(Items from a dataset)

########

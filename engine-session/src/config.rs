use core::fmt;
use std::path::PathBuf;
use std::sync::{Arc, RwLock};

use num_enum::{IntoPrimitive, TryFromPrimitive};

use crate::events::{GameEvent, ShaderKind};
use crate::scorer::BitTargets;

/// How the engine scales its low-resolution output to the display
#[derive(Debug, Clone, Copy, PartialEq, Eq, Hash, TryFromPrimitive, IntoPrimitive)]
#[repr(i32)]
pub enum ScalingOption {
    Shader = 0,
    Soft = 1,
    None = 2,
    LqShader = 3,
}

impl Default for ScalingOption {
    fn default() -> Self {
        ScalingOption::Shader
    }
}

impl ScalingOption {
    pub fn uses_shader(self) -> bool {
        matches!(self, ScalingOption::Shader | ScalingOption::LqShader)
    }
}

/// Which game the engine should run
#[derive(Debug, Clone, Copy, PartialEq, Eq, Hash, TryFromPrimitive, IntoPrimitive)]
#[repr(i32)]
pub enum GameType {
    Simon1 = 0,
    Simon2 = 1,
    Fotaq = 2,
    IndyFoa = 3,
}

impl Default for GameType {
    fn default() -> Self {
        GameType::Simon1
    }
}

/// Everything an engine run is configured with.
///
/// Built by the caller and handed to the session explicitly; there is no
/// process-wide instance.
#[derive(Debug, Clone, PartialEq)]
pub struct SessionConfig {
    pub scaling_option: ScalingOption,
    pub game_type: GameType,
    /// Whether the shader performance test has already been run on this device
    pub shader_tested: bool,
    pub ultra_mode_supported: bool,
    /// Client API major version requested for the rendering context
    pub api_version: u8,
    pub bit_targets: BitTargets,
    /// Ignore surface changes whose height exceeds their width
    pub landscape_only: bool,
    pub thread_name: Option<String>,
    /// Named bitmap resources (encoded image files) handed to the engine
    /// before its main loop starts
    pub bitmap_resources: Vec<(String, PathBuf)>,
    /// Shader sources handed to the engine before its main loop starts
    pub shader_sources: Vec<(ShaderKind, PathBuf)>,
}

impl Default for SessionConfig {
    fn default() -> Self {
        Self {
            scaling_option: ScalingOption::default(),
            game_type: GameType::default(),
            shader_tested: false,
            ultra_mode_supported: false,
            api_version: 2,
            bit_targets: BitTargets::default(),
            landscape_only: false,
            thread_name: None,
            bitmap_resources: Vec::new(),
            shader_sources: Vec::new(),
        }
    }
}

/// A (cheaply clonable) reference to the live [`SessionConfig`]
///
/// Updates made through any reference, including the ones the session makes
/// itself in response to engine events, are visible through all of them.
#[derive(Clone, Default)]
pub struct SessionConfigRef {
    config: Arc<RwLock<SessionConfig>>,
}

impl PartialEq for SessionConfigRef {
    fn eq(&self, other: &Self) -> bool {
        if Arc::ptr_eq(&self.config, &other.config) {
            true
        } else {
            let other_guard = other.config.read().unwrap();
            self.config.read().unwrap().eq(&*other_guard)
        }
    }
}

impl fmt::Debug for SessionConfigRef {
    fn fmt(&self, f: &mut fmt::Formatter<'_>) -> fmt::Result {
        self.config.read().unwrap().fmt(f)
    }
}

impl From<SessionConfig> for SessionConfigRef {
    fn from(config: SessionConfig) -> Self {
        Self::new(config)
    }
}

impl SessionConfigRef {
    pub fn new(config: SessionConfig) -> Self {
        Self {
            config: Arc::new(RwLock::new(config)),
        }
    }

    /// Returns a deep copy of the current configuration
    pub fn copy(&self) -> SessionConfig {
        self.config.read().unwrap().clone()
    }

    pub fn update<R>(&self, f: impl FnOnce(&mut SessionConfig) -> R) -> R {
        f(&mut self.config.write().unwrap())
    }

    pub fn scaling_option(&self) -> ScalingOption {
        self.config.read().unwrap().scaling_option
    }

    pub fn game_type(&self) -> GameType {
        self.config.read().unwrap().game_type
    }

    pub fn shader_tested(&self) -> bool {
        self.config.read().unwrap().shader_tested
    }

    pub fn ultra_mode_supported(&self) -> bool {
        self.config.read().unwrap().ultra_mode_supported
    }

    pub fn landscape_only(&self) -> bool {
        self.config.read().unwrap().landscape_only
    }

    /// Records the outcome of a shader test or scaler fallback reported by
    /// the engine. Other events leave the configuration untouched.
    pub(crate) fn apply_game_event(&self, event: GameEvent) {
        let mut config = self.config.write().unwrap();
        match event {
            GameEvent::ScalerFallback | GameEvent::ShaderTestFailure => {
                config.scaling_option = ScalingOption::Soft;
                config.shader_tested = true;
            }
            GameEvent::ScalerLqFallback => {
                config.scaling_option = ScalingOption::LqShader;
                config.shader_tested = true;
            }
            GameEvent::ShaderTestSuccess => {
                config.shader_tested = true;
            }
            _ => return,
        }
        log::debug!(
            "{event:?}: scaling = {:?}, shader tested = {}",
            config.scaling_option,
            config.shader_tested
        );
    }
}
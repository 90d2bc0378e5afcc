//! In-memory display and audio platforms.
//!
//! Nothing here touches a real device: the "driver" is a scripted list of
//! configurations and audio capabilities, optionally told to fail at a given
//! step. Every call is appended to a shared [`Journal`] so a run can be
//! inspected afterwards, which makes these backends useful both for desktop
//! runs without a GPU and for exercising the session's ordering guarantees.

use std::sync::{Arc, Mutex};

use crate::error::DeviceError;
use crate::platform::{AudioCaps, AudioDeviceState, AudioPlatform, DisplayPlatform};
use crate::scorer::{Caveat, ConfigurationCandidate, RenderableTypes, SurfaceTypes};

/// A device call made through one of the headless platforms
#[derive(Debug, Clone, PartialEq, Eq)]
pub enum Call {
    QueryAudioCaps,
    OpenAudioStream { sample_rate: u32, buffer_size: u32 },
    CloseAudioStream,
    OpenDisplay,
    QueryConfigs,
    CreateContext { config_id: i32, api_version: u8 },
    BindWindow { window: u32 },
    Unbind { surface: Option<u32> },
    DestroyContext,
    TerminateDisplay,
}

/// An append-only, shareable log of [`Call`]s
#[derive(Debug, Clone, Default)]
pub struct Journal {
    calls: Arc<Mutex<Vec<Call>>>,
}

impl Journal {
    pub fn record(&self, call: Call) {
        log::trace!("headless: {call:?}");
        self.calls.lock().unwrap().push(call);
    }

    pub fn calls(&self) -> Vec<Call> {
        self.calls.lock().unwrap().clone()
    }

    pub fn contains(&self, predicate: impl Fn(&Call) -> bool) -> bool {
        self.calls.lock().unwrap().iter().any(predicate)
    }

    pub fn position(&self, predicate: impl Fn(&Call) -> bool) -> Option<usize> {
        self.calls.lock().unwrap().iter().position(predicate)
    }
}

/// A stand-in for a platform window; only its identity matters
#[derive(Debug, Clone, Copy, PartialEq, Eq, Hash)]
pub struct HeadlessWindow {
    pub id: u32,
}

impl HeadlessWindow {
    pub fn new(id: u32) -> Self {
        Self { id }
    }
}

#[derive(Debug, PartialEq, Eq)]
pub struct HeadlessDisplayHandle(());

#[derive(Debug, PartialEq, Eq)]
pub struct HeadlessContext {
    pub config_id: i32,
    pub api_version: u8,
}

#[derive(Debug, PartialEq, Eq)]
pub struct HeadlessSurface {
    pub window: HeadlessWindow,
}

#[derive(Debug, Clone)]
pub struct HeadlessDisplay {
    journal: Journal,
    candidates: Vec<ConfigurationCandidate>,
    fail_open_display: bool,
    fail_create_context: bool,
    fail_bind_window: bool,
}

impl HeadlessDisplay {
    pub fn new(journal: Journal) -> Self {
        Self {
            journal,
            candidates: Self::typical_candidates(),
            fail_open_display: false,
            fail_create_context: false,
            fail_bind_window: false,
        }
    }

    pub fn with_candidates(mut self, candidates: Vec<ConfigurationCandidate>) -> Self {
        self.candidates = candidates;
        self
    }

    pub fn fail_open_display(mut self) -> Self {
        self.fail_open_display = true;
        self
    }

    pub fn fail_create_context(mut self) -> Self {
        self.fail_create_context = true;
        self
    }

    pub fn fail_bind_window(mut self) -> Self {
        self.fail_bind_window = true;
        self
    }

    /// Roughly what a mid-range phone GPU advertises
    pub fn typical_candidates() -> Vec<ConfigurationCandidate> {
        let window_gles2 = ConfigurationCandidate {
            surface_types: SurfaceTypes::WINDOW | SurfaceTypes::PBUFFER,
            renderable_types: RenderableTypes::OPENGL_ES | RenderableTypes::OPENGL_ES2,
            ..Default::default()
        };
        vec![
            ConfigurationCandidate {
                id: 1,
                red_bits: 8,
                green_bits: 8,
                blue_bits: 8,
                alpha_bits: 8,
                depth_bits: 24,
                stencil_bits: 8,
                samples: 4,
                ..window_gles2
            },
            ConfigurationCandidate {
                id: 2,
                red_bits: 8,
                green_bits: 8,
                blue_bits: 8,
                alpha_bits: 8,
                depth_bits: 24,
                stencil_bits: 8,
                ..window_gles2
            },
            ConfigurationCandidate {
                id: 3,
                red_bits: 5,
                green_bits: 6,
                blue_bits: 5,
                depth_bits: 16,
                ..window_gles2
            },
            ConfigurationCandidate {
                id: 4,
                red_bits: 5,
                green_bits: 6,
                blue_bits: 5,
                caveat: Caveat::Slow,
                ..window_gles2
            },
            ConfigurationCandidate {
                id: 5,
                red_bits: 5,
                green_bits: 6,
                blue_bits: 5,
                surface_types: SurfaceTypes::PBUFFER,
                ..window_gles2
            },
        ]
    }
}

impl DisplayPlatform for HeadlessDisplay {
    type Display = HeadlessDisplayHandle;
    type Config = i32;
    type Context = HeadlessContext;
    type Surface = HeadlessSurface;
    type Window = HeadlessWindow;

    fn open_display(&mut self) -> Result<Self::Display, DeviceError> {
        self.journal.record(Call::OpenDisplay);
        if self.fail_open_display {
            return Err(DeviceError::Display("no display available".into()));
        }
        Ok(HeadlessDisplayHandle(()))
    }

    fn query_configs(
        &mut self,
        _display: &Self::Display,
    ) -> Result<Vec<(Self::Config, ConfigurationCandidate)>, DeviceError> {
        self.journal.record(Call::QueryConfigs);
        Ok(self.candidates.iter().map(|c| (c.id, *c)).collect())
    }

    fn create_context(
        &mut self,
        _display: &Self::Display,
        config: &Self::Config,
        api_version: u8,
    ) -> Result<Self::Context, DeviceError> {
        self.journal.record(Call::CreateContext {
            config_id: *config,
            api_version,
        });
        if self.fail_create_context {
            return Err(DeviceError::Context("context creation rejected".into()));
        }
        Ok(HeadlessContext {
            config_id: *config,
            api_version,
        })
    }

    fn bind_window(
        &mut self,
        _display: &Self::Display,
        _config: &Self::Config,
        _context: &mut Self::Context,
        window: &Self::Window,
    ) -> Result<Self::Surface, DeviceError> {
        self.journal.record(Call::BindWindow { window: window.id });
        if self.fail_bind_window {
            return Err(DeviceError::Surface(format!(
                "window {} can't be rendered to",
                window.id
            )));
        }
        Ok(HeadlessSurface { window: *window })
    }

    fn unbind(
        &mut self,
        _display: &Self::Display,
        _context: &mut Self::Context,
        surface: Option<Self::Surface>,
    ) {
        self.journal.record(Call::Unbind {
            surface: surface.map(|s| s.window.id),
        });
    }

    fn destroy_context(&mut self, _display: &Self::Display, _context: Self::Context) {
        self.journal.record(Call::DestroyContext);
    }

    fn terminate_display(&mut self, _display: Self::Display) {
        self.journal.record(Call::TerminateDisplay);
    }

    fn describe(&self, _display: &Self::Display) -> Option<String> {
        Some("headless display".to_owned())
    }
}

#[derive(Debug, PartialEq, Eq)]
pub struct HeadlessAudioDevice {
    pub sample_rate: u32,
    pub buffer_size: u32,
}

#[derive(Debug, Clone)]
pub struct HeadlessAudio {
    journal: Journal,
    caps: AudioCaps,
    device_state: AudioDeviceState,
    fail_query: bool,
}

impl HeadlessAudio {
    pub fn new(journal: Journal) -> Self {
        Self {
            journal,
            caps: AudioCaps {
                native_sample_rate: 44100,
                min_buffer_size: 4096,
            },
            device_state: AudioDeviceState::Initialized,
            fail_query: false,
        }
    }

    pub fn with_caps(mut self, native_sample_rate: u32, min_buffer_size: u32) -> Self {
        self.caps = AudioCaps {
            native_sample_rate,
            min_buffer_size,
        };
        self
    }

    /// Makes opened streams report an uninitialized device
    pub fn uninitialized(mut self, state: i32) -> Self {
        self.device_state = AudioDeviceState::Uninitialized(state);
        self
    }

    pub fn fail_query(mut self) -> Self {
        self.fail_query = true;
        self
    }
}

impl AudioPlatform for HeadlessAudio {
    type Device = HeadlessAudioDevice;

    fn query_caps(&mut self) -> Result<AudioCaps, DeviceError> {
        self.journal.record(Call::QueryAudioCaps);
        if self.fail_query {
            return Err(DeviceError::Audio("no audio output".into()));
        }
        Ok(self.caps)
    }

    fn open_stream(
        &mut self,
        sample_rate: u32,
        buffer_size: u32,
    ) -> Result<(Self::Device, AudioDeviceState), DeviceError> {
        self.journal.record(Call::OpenAudioStream {
            sample_rate,
            buffer_size,
        });
        Ok((
            HeadlessAudioDevice {
                sample_rate,
                buffer_size,
            },
            self.device_state,
        ))
    }

    fn close_stream(&mut self, _device: Self::Device) {
        self.journal.record(Call::CloseAudioStream);
    }
}
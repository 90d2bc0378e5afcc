//! Hosts a game engine on a dedicated worker thread, owning the audio output
//! device and the rendering context it draws with, and handing it the
//! drawable surface as the UI toolkit creates and destroys it.
//!
//! The core is platform agnostic: device access goes through the
//! [`DisplayPlatform`] and [`AudioPlatform`] traits, implemented for Android
//! in [`android`] and in memory in [`headless`].

mod audio;
pub use audio::{buffer_size_for, AudioDeviceSession};

mod config;
pub use config::{GameType, ScalingOption, SessionConfig, SessionConfigRef};

mod engine;
pub use engine::{Engine, EngineContext, EngineControl, EngineHost, SurfaceChange};

mod error;
pub use error::{ConfigurationError, DeviceError, EngineSetupError, Error, ProgrammingError, Result};

mod events;
pub use events::{GameEvent, GameOption, InputEvent, InputEventType, ShaderKind};

mod graphics;
pub use graphics::{GraphicsContextSession, GraphicsState};

mod handoff;
pub use handoff::{PublishedSurface, SurfaceEvent, SurfaceHandoff, WaitCancelled};

mod platform;
pub use platform::{AudioCaps, AudioDeviceState, AudioPlatform, DisplayPlatform, RawGraphicsHandles};

mod scorer;
pub use scorer::{
    BitTargets, Caveat, ConfigChooser, ConfigurationCandidate, RenderableTypes, SurfaceTypes,
    BASE_SCORE,
};

mod session;
pub use session::{CompletionListener, EngineSession, ExitStatus, SessionPhase};

mod util;

#[cfg(unix)]
pub mod ffi;
pub mod headless;

#[cfg(target_os = "android")]
pub mod android;

#[test]
fn test_session_is_send_sync() {
    fn needs_send<T: Send>() {}
    fn needs_send_sync<T: Send + Sync>() {}
    needs_send::<EngineSession<headless::HeadlessWindow>>();
    needs_send_sync::<SessionConfigRef>();
    needs_send_sync::<SurfaceHandoff<headless::HeadlessWindow>>();
}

########

* Description of the task *
Retype, exactly and in full, the lines above from the one containing "fn query_caps(&mut self)" through the one containing "mod graphics;".

* Exercise answer *
    fn query_caps(&mut self) -> Result<AudioCaps, DeviceError> {
        self.journal.record(Call::QueryAudioCaps);
        if self.fail_query {
            return Err(DeviceError::Audio("no audio output".into()));
        }
        Ok(self.caps)
    }

    fn open_stream(
        &mut self,
        sample_rate: u32,
        buffer_size: u32,
    ) -> Result<(Self::Device, AudioDeviceState), DeviceError> {
        self.journal.record(Call::OpenAudioStream {
            sample_rate,
            buffer_size,
        });
        Ok((
            HeadlessAudioDevice {
                sample_rate,
                buffer_size,
            },
            self.device_state,
        ))
    }

    fn close_stream(&mut self, _device: Self::Device) {
        self.journal.record(Call::CloseAudioStream);
    }
}
repository 90d2bc0378e5afcc
//! Hosts a game engine on a dedicated worker thread, owning the audio output
//! device and the rendering context it draws with, and handing it the
//! drawable surface as the UI toolkit creates and destroys it.
//!
//! The core is platform agnostic: device access goes through the
//! [`DisplayPlatform`] and [`AudioPlatform`] traits, implemented for Android
//! in [`android`] and in memory in [`headless`].

mod audio;
pub use audio::{buffer_size_for, AudioDeviceSession};

mod config;
pub use config::{GameType, ScalingOption, SessionConfig, SessionConfigRef};

mod engine;
pub use engine::{Engine, EngineContext, EngineControl, EngineHost, SurfaceChange};

mod error;
pub use error::{ConfigurationError, DeviceError, EngineSetupError, Error, ProgrammingError, Result};

mod events;
pub use events::{GameEvent, GameOption, InputEvent, InputEventType, ShaderKind};

mod graphics;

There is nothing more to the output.